Pubblicato più di 10 anni faEdizione del 5 aprile 2014

Il mio primo approccio con la «tecnologia» è stato all’età di tre anni con il computer Sapientino, che mi ha insegnato i rudimenti della lingua inglese, della matematica e della grammatica italiana. Sono uno della «generazione digitale». Dall’infanzia a oggi la tecnologia è stata sempre presente nel mio modo di apprendere nuove conoscenze. Wikipedia, per esempio, mi ha spesse volte aiutato ad approfondire lezioni svolte in classe o a darmi una visione più elaborata di argomenti che conoscevo solo parzialmente, consapevole di tutti i rischi che comportano le informazioni diffuse liberamente in internet. Nella mia classe di terzo liceo scientifico consultiamo Wikipedia, ma non solo, con il nostro professore di filosofia o con la prof di matematica. Difatti, oltre a lezioni tradizionali in cui alcuni insegnanti, seduti dietro la cattedra, ci leggono un testo e lo integrano con loro interventi, abbiamo anche la possibilità di utilizzare la rete e la sua immensa mole di informazioni che impariamo a selezionare con l’aiuto dei docenti. Finalmente, i nostri Smartphone e Iphone possono essere liberamente usati in classe, senza necessità di doverli guardare di nascosto mezzi infilati nelle tasche delle felpe. Penso che la mia generazione sia consapevole di avere a disposizione la possibilità di conoscere innumerevoli informazioni e di entrare in contatto con una quantità di individui che, in altri tempi, non sarebbe stata neppure immaginabile. Eppure a volte non sfruttiamo pienamente queste potenzialità e ci fermiamo a conoscenze superficiali e relazioni sociali non autentiche. Ma sono i rischi che dobbiamo correre. La rete è stata «inventata» negli anni ’60. Arpanet era una sigla che identificava un sistema di spionaggio che gli Stati Uniti usavano come difesa durante la Guerra fredda.
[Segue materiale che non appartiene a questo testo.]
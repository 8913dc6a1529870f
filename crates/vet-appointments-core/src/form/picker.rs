//! Date/time picker confirmation formatting.
//!
//! The picker widget hands back a point in time; these helpers turn it into
//! the strings the form stores: a long-form date ("07 de mayo de 2024") and
//! a 24-hour HH:MM time. Parsing accepts the long form plus the numeric
//! formats older installs stored.

use chrono::{DateTime, Datelike, Local, NaiveDate, TimeZone};

/// Month names for the long date format, January first.
const MONTH_NAMES: [&str; 12] = [
    "enero",
    "febrero",
    "marzo",
    "abril",
    "mayo",
    "junio",
    "julio",
    "agosto",
    "septiembre",
    "octubre",
    "noviembre",
    "diciembre",
];

/// Format a date the way the date picker confirmation does.
pub fn format_long_date(date: NaiveDate) -> String {
    format!(
        "{:02} de {} de {}",
        date.day(),
        MONTH_NAMES[date.month0() as usize],
        date.year()
    )
}

/// Format a time of day as 24-hour HH:MM.
pub fn format_time(hour: u32, minute: u32) -> String {
    format!("{:02}:{:02}", hour, minute)
}

/// Parse a stored date string. Accepts the long format produced by
/// [`format_long_date`], ISO `YYYY-MM-DD`, and `DD/MM/YYYY`. Returns `None`
/// for anything that is not a valid calendar date.
pub fn parse_date(value: &str) -> Option<NaiveDate> {
    let value = value.trim();
    if let Ok(date) = NaiveDate::parse_from_str(value, "%Y-%m-%d") {
        return Some(date);
    }
    if let Ok(date) = NaiveDate::parse_from_str(value, "%d/%m/%Y") {
        return Some(date);
    }
    parse_long_date(value)
}

/// Parse "07 de mayo de 2024".
fn parse_long_date(value: &str) -> Option<NaiveDate> {
    let mut parts = value.split_whitespace();
    let day: u32 = parts.next()?.parse().ok()?;
    if parts.next()? != "de" {
        return None;
    }
    let month = month_number(parts.next()?)?;
    if parts.next()? != "de" {
        return None;
    }
    let year: i32 = parts.next()?.parse().ok()?;
    if parts.next().is_some() {
        return None;
    }
    NaiveDate::from_ymd_opt(year, month, day)
}

/// Month number (1-12) for a long-format month name.
fn month_number(name: &str) -> Option<u32> {
    let lower = name.to_lowercase();
    MONTH_NAMES
        .iter()
        .position(|m| *m == lower)
        .map(|i| i as u32 + 1)
}

/// Decode a picker timestamp (Unix milliseconds) into device-local time.
pub fn local_datetime_from_millis(millis: i64) -> Option<DateTime<Local>> {
    Local.timestamp_millis_opt(millis).single()
}
pub mod model;
pub mod notify;
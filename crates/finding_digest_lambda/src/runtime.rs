pub use finding_digest_core::{contract, settings, templates};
Noi, i «nativi digitali», siamo i figli di quella generazione nata durante lo sviluppo tecnologico della rete che si è chiamata Internet e stiamo lentamente imparando a sfruttarne appieno tutte le caratteristiche, ma non possiamo essere del tutto padroni delle funzionalità di questo strumento. Lo impariamo a conoscere giorno dopo giorno, utilizzandolo in ogni momento della nostra vita, andando così a creare una sorta di dipendenza, che può essere intesa dagli adulti come un fattore negativo (a volte a ragione), però utile a noi per approfondire l’approccio alla Rete. Un aspetto di questa dipendenza è che non posso stare senza il mio Smartphone spento e che lo devo avere sempre vicino, così da trovare a portata di mano lo strumento che mi permette di stare sempre in contatto con i miei amici, di comunicare in tempo reale, o quasi, con tutti loro. Allo stesso modo, i miei amici hanno uguale necessità. Siamo una generazione di interconnessi, che si scambiano dati digitali quasi in ogni momento della giornata , molto velocemente, saltando da un video a una chat a una email. Con estrema naturalezza. Stiamo preparando la strada alla generazione futura. Mia cugina di due anni usa già il mio Smartphone e l’Iphone di suo fratello. Conosce benissimo la procedura per passare da una schermata a un’altra e accedere al lettore musicale. Tutto quello che noi stiamo sperimentando lo passeremo a questi nuovi nativi digitali che, con un balzo, sono passati oltre il Sapientino, piombando direttamente su tablet e smartphone. Da noi dovranno imparare a essere molto più multitasking di quanto dovremo fare noi stessi nei prossimi anni. Siamo adolescenti che dovremo confrontarci con una vita da giovani adulti non proprio facile. La rapidità con cui usiamo i nostri strumenti tecnologici potrà tornarci utile per affrontare più situazioni complesse simultaneamente. Noi siamo il futuro.